/// Splits a `<start>-<end>:` address pair token
fn split_addr_pair(token: &str) -> Result<(u64, u64), DecodeError> {
	let value = || DecodeError::Value {
		field: "address range",
		text:  token.to_owned(),
	};

	let pair = token.strip_suffix(':').ok_or_else(value)?;
	let (start, end) = pair.split_once('-').ok_or_else(value)?;
	Ok((start.parse().map_err(|_| value())?, end.parse().map_err(|_| value())?))
}

/// Parses an integer field token
fn parse_field<T: str::FromStr>(field: &'static str, token: &str) -> Result<T, DecodeError> {
	token.parse().map_err(|_| DecodeError::Value {
		field,
		text: token.to_owned(),
	})
}

#[cfg(test)]
mod tests {
	use super::*;

	/// Builds a region with sample-unit accesses and an age
	fn region(start: u64, end: u64, samples: u64, age: u64) -> Region {
		Region::new(
			start,
			end,
			NrAccesses::from_samples(samples),
			Age::from_aggr_intervals(age),
		)
		.expect("Valid range")
	}

	/// Builds a record the way the decoder chains snapshot times
	fn record(target_id: u64, snapshots: &[(i64, Vec<Region>)]) -> Record {
		let mut record = Record {
			kdamond_idx: Some(0),
			target_id: Some(target_id),
			snapshots: snapshots
				.iter()
				.enumerate()
				.map(|(idx, (end_time, regions))| Snapshot {
					start_time:  match idx {
						0 => *end_time,
						_ => snapshots[idx - 1].0,
					},
					end_time:    *end_time,
					regions:     regions.clone(),
					total_bytes: None,
				})
				.collect(),
			..Record::default()
		};
		record.set_first_snapshot_start_time();
		record
	}

	#[test]
	fn decode_aggregated_lines() {
		let text = "\
			# some perf header\n\
			kdamond.0  4452 [000] 10.000000: damon:damon_aggregated: target_id=1 nr_regions=2 4096-8192: 3 5\n\
			kdamond.0  4452 [000] 10.000010: damon:damon_aggregated: target_id=1 nr_regions=2 8192-16384: 0 1\n\
			kdamond.0  4452 [000] 10.000020: damon:damon_aggregated: target_id=2 nr_regions=1 0-4096: 7 2\n\
			swapper 0 [001] 10.5: sched:sched_switch: some other event\n\
			kdamond.0  4452 [000] 20.000000: damon:damon_aggregated: target_id=1 nr_regions=1 4096-8192: 4 6\n\
			kdamond.0  4452 [000] 20.000020: damon:damon_aggregated: target_id=2 nr_regions=1 0-4096: 8 3\n";

		let records = decode(text.as_bytes()).expect("Unable to decode");
		assert_eq!(records.len(), 2);

		// Target 1: two snapshots; the first takes its timestamp from its
		// first line
		let first = &records[0];
		assert_eq!(first.target_id, Some(1));
		assert_eq!(first.kdamond_idx, Some(0));
		assert_eq!(first.snapshots.len(), 2);
		assert_eq!(first.snapshots[0].end_time, 10_000_000_000);
		assert_eq!(first.snapshots[0].regions, vec![
			region(4096, 8192, 3, 5),
			region(8192, 16384, 0, 1),
		]);
		assert_eq!(first.snapshots[1].end_time, 20_000_000_000);
		assert_eq!(first.snapshots[1].start_time, 10_000_000_000);

		// Back-fill: start[0] = 10s - (20s - 10s) / 1
		assert_eq!(first.snapshots[0].start_time, 0);

		let second = &records[1];
		assert_eq!(second.target_id, Some(2));
		assert_eq!(second.snapshots.len(), 2);
		assert_eq!(second.snapshots[0].end_time, 10_000_020_000);
	}

	#[test]
	fn decode_without_age() {
		let text = "kdamond.0 1 [000] 10.000000: damon:damon_aggregated: target_id=1 nr_regions=1 4096-8192: 3\n";
		let records = decode(text.as_bytes()).expect("Unable to decode");
		assert_eq!(records[0].snapshots[0].regions[0].age, Age::unset());
	}

	#[test]
	fn decode_before_apply_lines() {
		let text = "\
			kdamond.0 47293 [000] 80801.983651: damon:damos_before_apply: ctx_idx=0 scheme_idx=2 target_idx=1 \
			 nr_regions=1 121932607488-135128711168: 0 136\n";

		let records = decode(text.as_bytes()).expect("Unable to decode");
		let record = &records[0];
		assert_eq!(record.context_idx, Some(0));
		assert_eq!(record.scheme_idx, Some(2));
		assert_eq!(record.target_id, Some(1));
		assert_eq!(record.snapshots[0].end_time, 80_801_983_651_000);
		assert_eq!(record.snapshots[0].regions, vec![region(
			121_932_607_488,
			135_128_711_168,
			0,
			136
		)]);
	}

	#[test]
	fn decode_rejects_field_count() {
		let text = "\
			kdamond.0 1 [000] 10.000000: damon:damon_aggregated: target_id=1 nr_regions=1 4096-8192: 3 5\n\
			kdamond.0 1 [000] 10.000000: damon:damon_aggregated: target_id=1 nr_regions=1 4096-8192: 3 5 9\n";

		assert!(matches!(
			decode(text.as_bytes()),
			Err(DecodeError::FieldCountMismatch { line: 2, found: 11, .. })
		));
	}

	#[test]
	fn decode_keeps_trailing_partial_snapshot() {
		let text = "\
			kdamond.0 1 [000] 10.000000: damon:damon_aggregated: target_id=1 nr_regions=3 0-4096: 1 1\n\
			kdamond.0 1 [000] 10.000000: damon:damon_aggregated: target_id=1 nr_regions=3 4096-8192: 2 1\n";

		let records = decode(text.as_bytes()).expect("Unable to decode");
		assert_eq!(records[0].snapshots.len(), 1);
		assert_eq!(records[0].snapshots[0].regions.len(), 2);
	}

	#[test]
	fn round_trip() {
		let records = vec![
			record(1, &[
				(10_000_000_000, vec![region(4096, 8192, 3, 5), region(8192, 16384, 0, 1)]),
				(20_000_000_000, vec![region(4096, 8192, 4, 6)]),
			]),
			record(2, &[
				(10_000_020_000, vec![region(0, 4096, 7, 2)]),
				(20_000_020_000, vec![region(0, 4096, 8, 3)]),
			]),
		];

		let bytes = encode(&records).expect("Unable to encode");
		let decoded = decode(&bytes).expect("Unable to decode");
		assert_eq!(decoded, records);
	}

	#[test]
	fn fake_snapshot_round_trips_single_snapshots() {
		// One real snapshot from 4s to 5s
		let mut single = record(1, &[(5_000_000_000, vec![region(4096, 8192, 3, 0)])]);
		single.snapshots[0].start_time = 4_000_000_000;

		let bytes = encode(&[single.clone()]).expect("Unable to encode");
		let text = str::from_utf8(&bytes).expect("Encoded utf-8");

		// The synthetic snapshot is on the wire, mirrored past the end
		assert!(text.contains("nr_regions=1 0-0: -1 -1"));
		assert!(text.contains("6.000000:"));

		// And decoding strips it, recovering the original start time
		let decoded = decode(&bytes).expect("Unable to decode");
		assert_eq!(decoded, vec![single]);
	}

	#[test]
	fn timestamps_parse_decimal_exact() {
		assert_eq!(parse_timestamp_ns("82877.315633:").ok(), Some(82_877_315_633_000));
		assert_eq!(parse_timestamp_ns("10:").ok(), Some(10_000_000_000));
		assert_eq!(parse_timestamp_ns("0.000000001:").ok(), Some(1));
		assert!(parse_timestamp_ns("10.5").is_err());
		assert!(parse_timestamp_ns("ten:").is_err());
	}

	#[test]
	fn decode_ignores_unknown_lines() {
		let text = "\n# comment\nnot a trace line\nswapper 0 [000] 1.0: cpu_idle: state=4294967295\n";
		assert_eq!(decode(text.as_bytes()).expect("Unable to decode"), vec![]);
	}
}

__________

* **Your instructions**
Reproduce each line from the listing above that includes the word "address".

* **Response area**
/// Splits a `<start>-<end>:` address pair token
		field: "address range",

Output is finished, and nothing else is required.